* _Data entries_
##############################

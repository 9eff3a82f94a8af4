//! Execution of one HTTP exchange.
//!
//! # Design
//! `Transport` is the seam between the request wrapper and the network. It
//! turns an `HttpRequest` into an `HttpResponse` and reports only failures
//! that prevented a response. Error statuses come back as data so the
//! wrapper stays the single place that interprets them.

use crate::error::ApiError;
use crate::http::{encode_multipart, HttpMethod, HttpRequest, HttpResponse, RequestBody};

/// Executes a single request and returns the response as data.
pub trait Transport {
    fn execute(&self, request: &HttpRequest) -> Result<HttpResponse, ApiError>;
}

impl<T: Transport + ?Sized> Transport for &T {
    fn execute(&self, request: &HttpRequest) -> Result<HttpResponse, ApiError> {
        (**self).execute(request)
    }
}

/// Blocking transport backed by a `ureq` agent.
#[derive(Clone)]
pub struct UreqTransport {
    agent: ureq::Agent,
}

impl std::fmt::Debug for UreqTransport {
    fn fmt(&self, f: &mut std::fmt::Formatter<'_>) -> std::fmt::Result {
        f.debug_struct("UreqTransport").finish_non_exhaustive()
    }
}

impl UreqTransport {
    pub fn new() -> Self {
        let agent = ureq::Agent::config_builder()
            .http_status_as_error(false)
            .build()
            .new_agent();
        Self { agent }
    }
}

impl Default for UreqTransport {
    fn default() -> Self {
        Self::new()
    }
}

impl Transport for UreqTransport {
    fn execute(&self, request: &HttpRequest) -> Result<HttpResponse, ApiError> {
        let result = match (request.method, &request.body) {
            (HttpMethod::Get, _) => with_parts(self.agent.get(&request.url), request).call(),
            (HttpMethod::Post, RequestBody::Empty) => {
                with_parts(self.agent.post(&request.url), request).send_empty()
            }
            (HttpMethod::Post, RequestBody::Form(fields)) => {
                with_parts(self.agent.post(&request.url), request)
                    .send_form(fields.iter().map(|(k, v)| (k.as_str(), v.as_str())))
            }
            (HttpMethod::Post, RequestBody::Multipart { boundary, fields, files }) => {
                let payload = encode_multipart(boundary, fields, files);
                let mut builder = with_parts(self.agent.post(&request.url), request);
                if let Some(content_type) = request.body.content_type() {
                    builder = builder.content_type(content_type);
                }
                builder.send(&payload[..])
            }
        };

        let mut response = result.map_err(|e| ApiError::Transport(e.to_string()))?;

        let status = response.status().as_u16();
        let headers = response
            .headers()
            .iter()
            .filter_map(|(name, value)| {
                value
                    .to_str()
                    .ok()
                    .map(|v| (name.as_str().to_string(), v.to_string()))
            })
            .collect();
        // Downloads can exceed ureq's default in-memory body limit.
        let body = response
            .body_mut()
            .with_config()
            .limit(u64::MAX)
            .read_to_vec()
            .map_err(|e| ApiError::Transport(e.to_string()))?;

        Ok(HttpResponse {
            status,
            headers,
            body,
        })
    }
}

fn with_parts<B>(mut builder: ureq::RequestBuilder<B>, request: &HttpRequest) -> ureq::RequestBuilder<B> {
    for (name, value) in &request.headers {
        builder = builder.header(name.as_str(), value.as_str());
    }
    for (name, value) in &request.query {
        builder = builder.query(name, value);
    }
    builder
}
//! HTTP exchange types described as plain data.
//!
//! # Design
//! The request wrapper builds `HttpRequest` values and interprets
//! `HttpResponse` values without touching the network; a `Transport`
//! executes the round-trip in between. Bodies are owned bytes so file
//! downloads and JSON responses share one response type.
//!
//! Parameters and headers are `BTreeMap`s: keys are case-sensitive and the
//! merged output has a stable order, which keeps query strings and form
//! bodies reproducible in tests.

use std::collections::BTreeMap;

use crate::error::ApiError;

/// Case-sensitive string mapping used for headers, query parameters and
/// form fields.
pub type Params = BTreeMap<String, String>;

/// HTTP method for a request. The API only needs reads and form posts.
#[derive(Debug, Clone, Copy, PartialEq, Eq)]
pub enum HttpMethod {
    Get,
    Post,
}

impl HttpMethod {
    pub fn as_str(self) -> &'static str {
        match self {
            HttpMethod::Get => "GET",
            HttpMethod::Post => "POST",
        }
    }
}

/// One file attached to a multipart POST.
#[derive(Debug, Clone, PartialEq, Eq)]
pub struct FilePart {
    /// Form field name, e.g. `file[0]`.
    pub field: String,
    pub filename: String,
    pub content_type: String,
    pub bytes: Vec<u8>,
}

impl FilePart {
    pub fn new(field: &str, filename: &str, content_type: &str, bytes: Vec<u8>) -> Self {
        Self {
            field: field.to_string(),
            filename: filename.to_string(),
            content_type: content_type.to_string(),
            bytes,
        }
    }
}

/// Request payload.
#[derive(Debug, Clone, PartialEq, Eq)]
pub enum RequestBody {
    Empty,
    /// `application/x-www-form-urlencoded` fields.
    Form(Params),
    /// `multipart/form-data`: text fields first, then file parts.
    Multipart {
        boundary: String,
        fields: Params,
        files: Vec<FilePart>,
    },
}

impl RequestBody {
    /// Value for the `Content-Type` header, if the body has one.
    pub fn content_type(&self) -> Option<String> {
        match self {
            RequestBody::Empty => None,
            RequestBody::Form(_) => Some("application/x-www-form-urlencoded".to_string()),
            RequestBody::Multipart { boundary, .. } => {
                Some(format!("multipart/form-data; boundary={boundary}"))
            }
        }
    }
}

/// An HTTP request described as plain data.
///
/// `headers` already include authentication; `query` is appended to `url`
/// by the transport.
#[derive(Debug, Clone)]
pub struct HttpRequest {
    pub method: HttpMethod,
    pub url: String,
    pub headers: Params,
    pub query: Params,
    pub body: RequestBody,
}

/// An HTTP response described as plain data.
///
/// Status codes of 4xx/5xx are carried here as data; interpreting them is
/// the request wrapper's job.
#[derive(Debug, Clone)]
pub struct HttpResponse {
    pub status: u16,
    pub headers: Vec<(String, String)>,
    pub body: Vec<u8>,
}

impl HttpResponse {
    /// Convenience constructor for a JSON body.
    pub fn json(status: u16, body: &str) -> Self {
        Self {
            status,
            headers: vec![("content-type".to_string(), "application/json".to_string())],
            body: body.as_bytes().to_vec(),
        }
    }

    pub fn body_text(&self) -> String {
        String::from_utf8_lossy(&self.body).into_owned()
    }
}

/// Combine library-wide defaults with call-specific values.
///
/// Every key from both maps is present in the result; on a collision the
/// value from `overrides` wins.
pub fn merge_params(defaults: &Params, overrides: &Params) -> Params {
    let mut merged = defaults.clone();
    for (key, value) in overrides {
        merged.insert(key.clone(), value.clone());
    }
    merged
}

/// Reject line breaks in anything that ends up in a part header: text field
/// names, file field names, file names and file content types.
pub fn validate_multipart(fields: &Params, files: &[FilePart]) -> Result<(), ApiError> {
    let names = fields.keys().map(|name| ("field name", name.as_str()));
    let parts = files.iter().flat_map(|file| {
        [
            ("file field name", file.field.as_str()),
            ("file name", file.filename.as_str()),
            ("file content type", file.content_type.as_str()),
        ]
    });
    for (what, value) in names.chain(parts) {
        if value.contains(|c: char| c == '\r' || c == '\n') {
            return Err(ApiError::InvalidArgument(format!("{what} contains a line break: {value:?}")));
        }
    }
    Ok(())
}

/// Encode a multipart body: each text field, then each file part, then the
/// closing delimiter. Lines end in CRLF.
pub fn encode_multipart(boundary: &str, fields: &Params, files: &[FilePart]) -> Vec<u8> {
    let mut out = Vec::new();
    for (name, value) in fields {
        out.extend_from_slice(format!("--{boundary}\r\n").as_bytes());
        out.extend_from_slice(
            format!("Content-Disposition: form-data; name=\"{}\"\r\n\r\n", escape_quoted(name))
                .as_bytes(),
        );
        out.extend_from_slice(value.as_bytes());
        out.extend_from_slice(b"\r\n");
    }
    for file in files {
        out.extend_from_slice(format!("--{boundary}\r\n").as_bytes());
        out.extend_from_slice(
            format!(
                "Content-Disposition: form-data; name=\"{}\"; filename=\"{}\"\r\n",
                escape_quoted(&file.field),
                escape_quoted(&file.filename)
            )
            .as_bytes(),
        );
        out.extend_from_slice(format!("Content-Type: {}\r\n\r\n", file.content_type).as_bytes());
        out.extend_from_slice(&file.bytes);
        out.extend_from_slice(b"\r\n");
    }
    out.extend_from_slice(format!("--{boundary}--\r\n").as_bytes());
    out
}

fn escape_quoted(s: &str) -> String {
    s.replace('\\', "\\\\").replace('"', "\\\"")
}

##############################

In the data above, which lines have "defaults"? Report each of them.

/// Combine library-wide defaults with call-specific values.
pub fn merge_params(defaults: &Params, overrides: &Params) -> Params {
    let mut merged = defaults.clone();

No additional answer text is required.